One Tennessee woman is speaking out after her 17-year-old daughter had to have her gallbladder removed in order to resolve stomach issues she claims were caused by eating too many spicy chip-type snacks.
Rene Craighead of Memphis recently alleged that her teenage daughter had to have a cholecystectomy to combat problems that stemmed from her consuming around four “big” bags of hot snacks a week like Hot Takis and Hot Fries, Fox 13 reports.
"She loves them. Every time I go out she says, 'Bring me back some Hot Takis, bring me back some hot chips.' I want to make her happy, so I brought them back,” Craighead said of her daughter, also named Rene. “She was eating big bags and would take them to school with her.”
"I was surprised that my daughter was sick like that," she added.
The Craigmont High School student began feeling sick, which led to the subsequent surgery.
Gastroenterologist Dr. Cary Canvender said that the news comes as no surprise.
"We do see tons of gastritis and ulcer-related stuff due to it," the Le Bonheur Children's Hospital physician said. Canvender added that the hospital "see[s] around 100 kids a month, easily," who come in with stomach problems.

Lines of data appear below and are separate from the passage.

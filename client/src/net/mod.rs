//! Networking modules for the auth API.
//!
//! SYSTEM CONTEXT
//! ==============
//! `api` handles REST calls, `transport` puts them behind a swappable trait,
//! `auth_events` is the in-process notification hub, and `auth_client` ties
//! them together for pages.

pub mod api;
pub mod auth_client;
pub mod auth_events;
pub mod transport;
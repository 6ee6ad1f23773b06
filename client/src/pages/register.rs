//! Account registration.

use leptos::prelude::*;

use access::LOGIN_PATH;

use crate::components::form_field::{FormField, FormStatus};
use crate::components::site_header::SiteHeader;
use crate::i18n::{Msg, use_i18n};
use crate::net::auth_client::AuthClient;
use crate::util::forms::validate_registration;
use crate::util::presentation::use_presentation;

#[cfg(test)]
#[path = "register_test.rs"]
mod register_test;

/// Trimmed display name; blank input registers without one.
fn normalize_full_name(raw: &str) -> Option<String> {
    let trimmed = raw.trim();
    (!trimmed.is_empty()).then(|| trimmed.to_owned())
}

#[component]
pub fn RegisterPage() -> impl IntoView {
    use_presentation();
    let client = expect_context::<AuthClient>();
    let t = use_i18n();

    let full_name = RwSignal::new(String::new());
    let email = RwSignal::new(String::new());
    let password = RwSignal::new(String::new());
    let confirm = RwSignal::new(String::new());
    let error = RwSignal::new(None::<Msg>);
    let info = RwSignal::new(None::<Msg>);
    let busy = RwSignal::new(false);

    let on_submit = move |ev: leptos::ev::SubmitEvent| {
        ev.prevent_default();
        if busy.get() {
            return;
        }
        let email_value = email.get().trim().to_owned();
        let password_value = password.get();
        if let Err(e) = validate_registration(&email_value, &password_value, &confirm.get()) {
            error.set(Some(e.msg()));
            return;
        }
        let name = normalize_full_name(&full_name.get());
        error.set(None);
        info.set(None);
        busy.set(true);

        let client = client.clone();
        #[cfg(feature = "hydrate")]
        leptos::task::spawn_local(async move {
            use crate::util::browser::BrowserNavigator;
            use crate::util::forms::auth_error_msg;
            use crate::util::session_gate::Navigator;

            match client.sign_up(&email_value, &password_value, name).await {
                Ok(response) if response.session.is_some() => BrowserNavigator.navigate(access::DASHBOARD_PATH),
                Ok(_) => {
                    info.set(Some(Msg::InfoConfirmEmail));
                    busy.set(false);
                }
                Err(e) => {
                    error.set(Some(auth_error_msg(&e, Msg::ErrService)));
                    busy.set(false);
                }
            }
        });
        #[cfg(not(feature = "hydrate"))]
        let _ = (client, email_value, password_value, name);
    };

    view! {
        <SiteHeader/>
        <main class="auth-page">
            <form class="auth-card" on:submit=on_submit>
                <h1>{move || t(Msg::RegisterTitle)}</h1>
                <FormField label=Msg::FullNameLabel value=full_name autocomplete="name"/>
                <FormField label=Msg::EmailLabel value=email input_type="email" autocomplete="email"/>
                <FormField label=Msg::PasswordLabel value=password input_type="password" autocomplete="new-password"/>
                <FormField
                    label=Msg::ConfirmPasswordLabel
                    value=confirm
                    input_type="password"
                    autocomplete="new-password"
                />
                <FormStatus error=error info=info/>
                <button class="auth-card__submit" type="submit" disabled=move || busy.get()>
                    {move || if busy.get() { t(Msg::Busy) } else { t(Msg::SubmitRegister) }}
                </button>
                <a class="auth-card__link" href=LOGIN_PATH>{move || t(Msg::HaveAccount)}</a>
            </form>
        </main>
    }
}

Canvender said that even though there are multiple factors that go into making the decision for a cholecystectomy, he believes that eating an excessive amount of hot snacks was likely a contributing factor.
Representatives for both Takis and Cheetos issued statements to WREG regarding the story.
"We assure you that Takis are safe to eat, but should be enjoyed in moderation as part of a well-balanced diet. Takis ingredients fully comply with U.S. Food and Drug Administration regulations, and all of the ingredients in each flavor are listed in detail on the label,” a representative for Takis said. “Always check the serving size before snacking.”
Frito-Lay, Cheetos’ parent company, concurred.
“At Frito-Lay, food safety is always our number one priority, and our snacks meet all applicable food safety regulations as well as our rigorous quality standards. Some consumers may be more sensitive to spicy foods than others and may choose to avoid spicier snacks due to personal preference,” a company spokesperson added.
Nevertheless, Craighead is committed to spreading the word on the dangers of eating too many hot snacks.
"When my daughter had to have this surgery, I knew I had to tell everybody about it," she said.